During that time, Froman’s wife, Nancy Goodman, founded a nonprofit organization, Kids v. Cancer, that promotes pediatric cancer research. The group helped write the Creating Hope Act, a measure passed by Congress in 2012 that provides federal incentives to spur the development of cancer drugs.
On a wall in Froman’s office hangs a framed photo of his daughter, Sarah, then 1 1/2 and wearing a pink dress, chasing Obama around his desk in the Oval Office on the day the president signed the bill. Froman and Goodman have another son, Benjamin, 13, who is a member of the rock band Twenty20 with the sons of other White House staff members, including former press secretary Jay Carney.
Froman knows the lyrics to the band’s songs, and he recently dashed out of his office — on a Sunday — to catch a Twenty20 show at a block party. Years ago, when they lived in New York City, he and his wife invited the musician Bono, who lived down the street, to their home to make pizza for dinner. Benjamin showed Bono’s sons how to play the musical video game Guitar Hero.

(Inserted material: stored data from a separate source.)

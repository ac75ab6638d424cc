//! Host ↔ sandbox bridge protocol.
//!
//! This module owns **every message that crosses the isolation boundary**
//! between embedded content and the host session.
//!
//! ## Design rules
//!
//! 1. Every message is `Serialize + Deserialize` with snake_case JSON.
//! 2. The sender origin travels on the envelope, attached by the transport —
//!    an origin claimed inside a payload is never trusted.
//! 3. The message set is closed and append-only: unknown `kind` values are
//!    dropped by the receiver, never errors, so older and newer embedded
//!    content keep working.
//! 4. Numeric fields are validated on receipt; non-finite or negative scores
//!    are rejected by construction, not by checks scattered at call sites.

use serde::{Deserialize, Serialize};
use thiserror::Error;

// ---------------------------------------------------------------------------
// Origin token
// ---------------------------------------------------------------------------

/// Opaque, unpredictable identity of one sandbox instance.
///
/// Two instances never share a token; a message tagged with a stale or
/// foreign token is discarded without touching session state.
#[derive(Debug, Clone, Serialize, Deserialize, PartialEq, Eq, Hash)]
pub struct OriginToken(String);

impl OriginToken {
    /// Wrap an externally-generated token (tests, replay tooling).
    pub fn from_raw(raw: impl Into<String>) -> Self {
        Self(raw.into())
    }

    pub fn as_str(&self) -> &str {
        &self.0
    }
}

#[cfg(feature = "host")]
impl OriginToken {
    /// Freshly random 128-bit token, hex-encoded.
    pub fn generate() -> Self {
        Self(format!("origin-{:032x}", rand::random::<u128>()))
    }
}

impl std::fmt::Display for OriginToken {
    fn fmt(&self, f: &mut std::fmt::Formatter<'_>) -> std::fmt::Result {
        f.write_str(&self.0)
    }
}

// ---------------------------------------------------------------------------
// Messages
// ---------------------------------------------------------------------------

/// The closed set of messages embedded content can send upward.
#[derive(Debug, Clone, Serialize, Deserialize, PartialEq)]
#[serde(tag = "kind", rename_all = "snake_case")]
pub enum BridgeMessage {
    /// Live score update for HUD display.
    Score { value: f64 },
    /// The playthrough finished with this final score.  Idempotent at the
    /// receiver: only the first valid one per session has an effect.
    Complete { final_score: f64 },
    /// Free-form named event with an arbitrary JSON payload.
    Event {
        name: String,
        #[serde(default)]
        payload: serde_json::Value,
    },
}

impl BridgeMessage {
    /// Decode from already-parsed JSON.  Unknown `kind` or malformed fields
    /// come back as an error the caller logs and drops.
    pub fn decode(value: &serde_json::Value) -> Result<Self, ProtocolError> {
        let kind = value
            .get("kind")
            .and_then(|k| k.as_str())
            .ok_or(ProtocolError::MissingKind)?;

        match kind {
            "score" | "complete" | "event" => {
                let msg: BridgeMessage = serde_json::from_value(value.clone())
                    .map_err(|e| ProtocolError::InvalidPayload(e.to_string()))?;
                msg.validate()?;
                Ok(msg)
            }
            other => Err(ProtocolError::UnknownKind(other.to_string())),
        }
    }

    /// Reject shapes that parse but are semantically invalid.
    pub fn validate(&self) -> Result<(), ProtocolError> {
        match self {
            BridgeMessage::Score { value } => check_score(*value),
            BridgeMessage::Complete { final_score } => check_score(*final_score),
            BridgeMessage::Event { name, .. } => {
                if name.is_empty() {
                    Err(ProtocolError::InvalidPayload("empty event name".into()))
                } else {
                    Ok(())
                }
            }
        }
    }
}

fn check_score(value: f64) -> Result<(), ProtocolError> {
    if !value.is_finite() {
        Err(ProtocolError::NonFiniteValue(value))
    } else if value < 0.0 {
        Err(ProtocolError::NegativeValue(value))
    } else {
        Ok(())
    }
}

// ---------------------------------------------------------------------------
// Envelope
// ---------------------------------------------------------------------------

/// Every message crossing the bridge is wrapped in this envelope.
///
/// `origin` is attached by the transport, out-of-band of the payload.
/// `frame` is the host tick at which the transport accepted the message.
#[derive(Debug, Clone, Serialize, Deserialize, PartialEq)]
pub struct BridgeEnvelope {
    pub origin: OriginToken,
    pub frame: u64,
    pub message: BridgeMessage,
}

impl BridgeEnvelope {
    pub fn new(origin: OriginToken, frame: u64, message: BridgeMessage) -> Self {
        Self {
            origin,
            frame,
            message,
        }
    }
}

// ---------------------------------------------------------------------------
// Errors
// ---------------------------------------------------------------------------

/// Why an incoming bridge message was rejected.  Rejection is always a drop
/// on the receiving side, never a host-level failure.
#[derive(Debug, Error, PartialEq)]
pub enum ProtocolError {
    #[error("message has no `kind` field")]
    MissingKind,
    #[error("unknown message kind `{0}`")]
    UnknownKind(String),
    #[error("malformed payload: {0}")]
    InvalidPayload(String),
    #[error("non-finite score value {0}")]
    NonFiniteValue(f64),
    #[error("negative score value {0}")]
    NegativeValue(f64),
}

“We’re singing Beatles songs on Guitar Hero with Bono,” Froman said, shaking his head in disbelief at the memory. They’ve kept in touch — Froman attending U2 concerts and Bono, whose ONE Campaign advocates eradicating poverty and disease in developing nations, bending Froman’s ear on U.S. economic policy in Africa.
Froman exhibits no hint of exhaustion, despite having traveled to two dozen countries for his job. But his boss is determined to keep him inspired and energized. On a shelf near his desk is a small book titled, “Lincoln’s Speeches & Writings” — a birthday gift from the president.
“Thanks for your tireless work this year,” Obama wrote in the inscription. “Here are a few words from a predecessor of mine.”
U.S. trade representative Michael Froman is mobbed by Japanese reporters in April during the Trans-Pacific Partnership process.
In a photo that hangs in the office of U.S. trade representative Michael Froman, below, President Obama plays with Froman’s daughter, Sarah. Froman and the president have a relationship that stretches back to their time on the Harvard Law Review.